Having spent more than HK$287 billion in the budget and two rounds of relief measures, the latest HK$24 billion package will further cut the city’s reserves to HK$800 billion, just enough for a year or so of government spending. With only HK$4.5 billion set aside for the jobless subsidy scheme and support for tourism, catering and other trades hit by health restrictions, a lukewarm response is to be expected.

Nine months into the worst pandemic in a century, citizens around the world rightly turn to the authorities for some relief. In Hong Kong, expectations are further built on years of largesse in the government’s annual budget. This is probably why no sooner had the HK$10,000 cash handout been put into the pockets of the people than there were calls for another HK$5,000 in next year’s budget. We trust the finance chief will get his priorities right.

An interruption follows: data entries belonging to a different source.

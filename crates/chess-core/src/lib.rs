pub mod board;
pub mod game;
pub mod game_data;
pub mod notation;
pub mod pgn;

pub use board::{IllegalMoveError, IllegalReason, PlayedMove};
pub use game::{Game, Ply};
pub use game_data::{GameData, GameMetadata};
pub use pgn::{parse_pgn, PgnError};
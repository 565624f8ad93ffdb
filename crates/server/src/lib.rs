pub mod config;
pub mod error;
pub mod routes;

pub use error::AppError;

use std::path::Path;
use std::sync::Arc;

use axum::{
    routing::{get, post},
    Extension, Router,
};
use chess_doctor::{AnalysisConfig, EnginePool};
use tower_http::compression::CompressionLayer;
use tower_http::cors::{Any, CorsLayer};
use tower_http::services::ServeDir;

/// The full application: API routes, the static UI as fallback, shared state.
pub fn build_router(
    pool: Arc<EnginePool>,
    analysis: Arc<AnalysisConfig>,
    static_dir: impl AsRef<Path>,
) -> Router {
    let cors = CorsLayer::new()
        .allow_origin(Any)
        .allow_methods(Any)
        .allow_headers(Any);

    Router::new()
        .route("/health", get(routes::health::health_check))
        .route("/api/analyze", post(routes::analysis::analyze))
        .fallback_service(ServeDir::new(static_dir.as_ref()))
        .layer(Extension(pool))
        .layer(Extension(analysis))
        .layer(CompressionLayer::new())
        .layer(cors)
}
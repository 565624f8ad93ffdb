//! Fixed-size pool of isolated engine clients.

use std::ops::Deref;
use std::sync::{Mutex, PoisonError};

use tokio::sync::{Semaphore, SemaphorePermit};
use tracing::{info, warn};

use crate::client::EngineClient;
use crate::error::EngineError;
use crate::evaluator::{EvaluationResult, Evaluator, SearchBudget};
use crate::stockfish::EngineOptions;

pub struct EnginePool {
    clients: Vec<EngineClient>,
    /// Indices into `clients` not currently checked out
    idle: Mutex<Vec<usize>>,
    permits: Semaphore,
}

impl EnginePool {
    /// Create `size` clients; each spawns its engine on first use.
    pub fn new(options: EngineOptions, size: usize) -> Self {
        let size = size.max(1);
        let clients = (0..size)
            .map(|_| EngineClient::lazy(options.clone()))
            .collect();
        Self {
            clients,
            idle: Mutex::new((0..size).rev().collect()),
            permits: Semaphore::new(size),
        }
    }

    pub fn size(&self) -> usize {
        self.clients.len()
    }

    /// Spawn every engine now. Failures are logged, not fatal: a client
    /// spawns again on its first query.
    pub async fn warm_up(&self) -> usize {
        let mut started = 0;
        for client in &self.clients {
            match client.new_game().await {
                Ok(()) => started += 1,
                Err(e) => warn!(error = %e, "Engine failed to start during warm-up"),
            }
        }
        info!(started, size = self.size(), "Engine pool warmed up");
        started
    }

    /// Wait for an idle client and take it exclusively.
    pub async fn checkout(&self) -> Result<PooledEngine<'_>, EngineError> {
        let permit = self
            .permits
            .acquire()
            .await
            .map_err(|_| EngineError::Unavailable("engine pool closed".into()))?;
        let index = self
            .idle
            .lock()
            .unwrap_or_else(PoisonError::into_inner)
            .pop()
            .ok_or_else(|| EngineError::Unavailable("engine pool exhausted".into()))?;
        Ok(PooledEngine {
            pool: self,
            index,
            _permit: permit,
        })
    }

    /// Stop handing out clients and quit every engine. In-flight queries
    /// finish first.
    pub async fn shutdown(&self) {
        self.permits.close();
        for client in &self.clients {
            client.shutdown().await;
        }
    }
}

/// A client checked out of the pool; returned on drop.
pub struct PooledEngine<'a> {
    pool: &'a EnginePool,
    index: usize,
    _permit: SemaphorePermit<'a>,
}

impl Deref for PooledEngine<'_> {
    type Target = EngineClient;

    fn deref(&self) -> &EngineClient {
        &self.pool.clients[self.index]
    }
}

impl Drop for PooledEngine<'_> {
    fn drop(&mut self) {
        self.pool
            .idle
            .lock()
            .unwrap_or_else(PoisonError::into_inner)
            .push(self.index);
    }
}

impl Evaluator for PooledEngine<'_> {
    async fn evaluate(
        &self,
        fen: &str,
        budget: &SearchBudget,
    ) -> Result<EvaluationResult, EngineError> {
        EngineClient::evaluate(self, fen, budget).await
    }

    async fn new_game(&self) -> Result<(), EngineError> {
        EngineClient::new_game(self).await
    }
}
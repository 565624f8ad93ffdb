//! Engine scores on one absolute, White-positive scale.
//!
//! Centipawns are clamped to ±`MAX_CP`; a mate in N for White becomes
//! `MATE_SCORE - N` (and the mirror for Black), so every mate outranks every
//! finite score and shorter mates outrank longer ones.

use std::fmt;
use std::ops::Sub;

use serde::{Deserialize, Serialize};
use shakmaty::Color;

use crate::evaluator::{EngineScore, EvaluationResult};

pub const MATE_SCORE: i32 = 100_000;
pub const MAX_CP: i32 = 99_000;

#[derive(Debug, Clone, Copy, PartialEq, Eq, PartialOrd, Ord, Hash, Serialize, Deserialize)]
#[serde(transparent)]
pub struct NormalizedScore(pub i32);

impl NormalizedScore {
    pub const EVEN: NormalizedScore = NormalizedScore(0);

    pub fn value(self) -> i32 {
        self.0
    }

    pub fn is_mate(self) -> bool {
        self.0.abs() > MAX_CP
    }

    /// Moves to mate, positive when White mates. `Some(0)` is a finished mate.
    pub fn mate_distance(self) -> Option<i32> {
        if !self.is_mate() {
            return None;
        }
        let distance = MATE_SCORE - self.0.abs();
        Some(if self.0 > 0 { distance } else { -distance })
    }

    /// Score for a position where `side_to_move` is checkmated.
    pub fn mated(side_to_move: Color) -> Self {
        normalize_score(EngineScore::Mate(0), side_to_move)
    }
}

impl Sub for NormalizedScore {
    type Output = i32;

    fn sub(self, rhs: Self) -> i32 {
        self.0 - rhs.0
    }
}

/// `+0.35`, `-1.20`, `#4`, `#-3`, or `checkmate`.
impl fmt::Display for NormalizedScore {
    fn fmt(&self, f: &mut fmt::Formatter<'_>) -> fmt::Result {
        match self.mate_distance() {
            Some(0) => f.write_str("checkmate"),
            Some(n) => write!(f, "#{n}"),
            None => write!(f, "{:+.2}", f64::from(self.0) / 100.0),
        }
    }
}

/// Convert an engine result to the White-positive scale.
pub fn normalize(result: &EvaluationResult, side_to_move: Color) -> NormalizedScore {
    normalize_score(result.score, side_to_move)
}

/// Convert a side-to-move relative score to the White-positive scale.
pub fn normalize_score(score: EngineScore, side_to_move: Color) -> NormalizedScore {
    let relative = match score {
        EngineScore::Cp(cp) => cp.clamp(-MAX_CP, MAX_CP),
        EngineScore::Mate(n) if n > 0 => MATE_SCORE - n,
        EngineScore::Mate(n) if n < 0 => -MATE_SCORE - n,
        // Side to move is already mated
        EngineScore::Mate(_) => -MATE_SCORE,
    };
    match side_to_move {
        Color::White => NormalizedScore(relative),
        Color::Black => NormalizedScore(-relative),
    }
}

The city is fortunate enough to have accumulated enviable reserves – previously HK$1.1 trillion – despite recurrent social investment programmes and populistic budgetary measures over the years. But if the epidemic continues unchecked, even the fattest coffers will be slimmed down in the long run. Reserves have now fallen by more than a quarter to the same level in 2003 following the severe acute respiratory syndrome (Sars) epidemic.

A drop in applications for the government’s second round of wage subsidies has fuelled speculation that more companies are opting for downsizing and lay-offs rather than financial aid. Thankfully, a gradual easing of health and social-distancing restrictions means economic activities are picking up again. Ensuring the epidemic is kept under control is the best way forward for the economy. Recent fluctuations and economic headwinds underline the importance of fiscal prudence.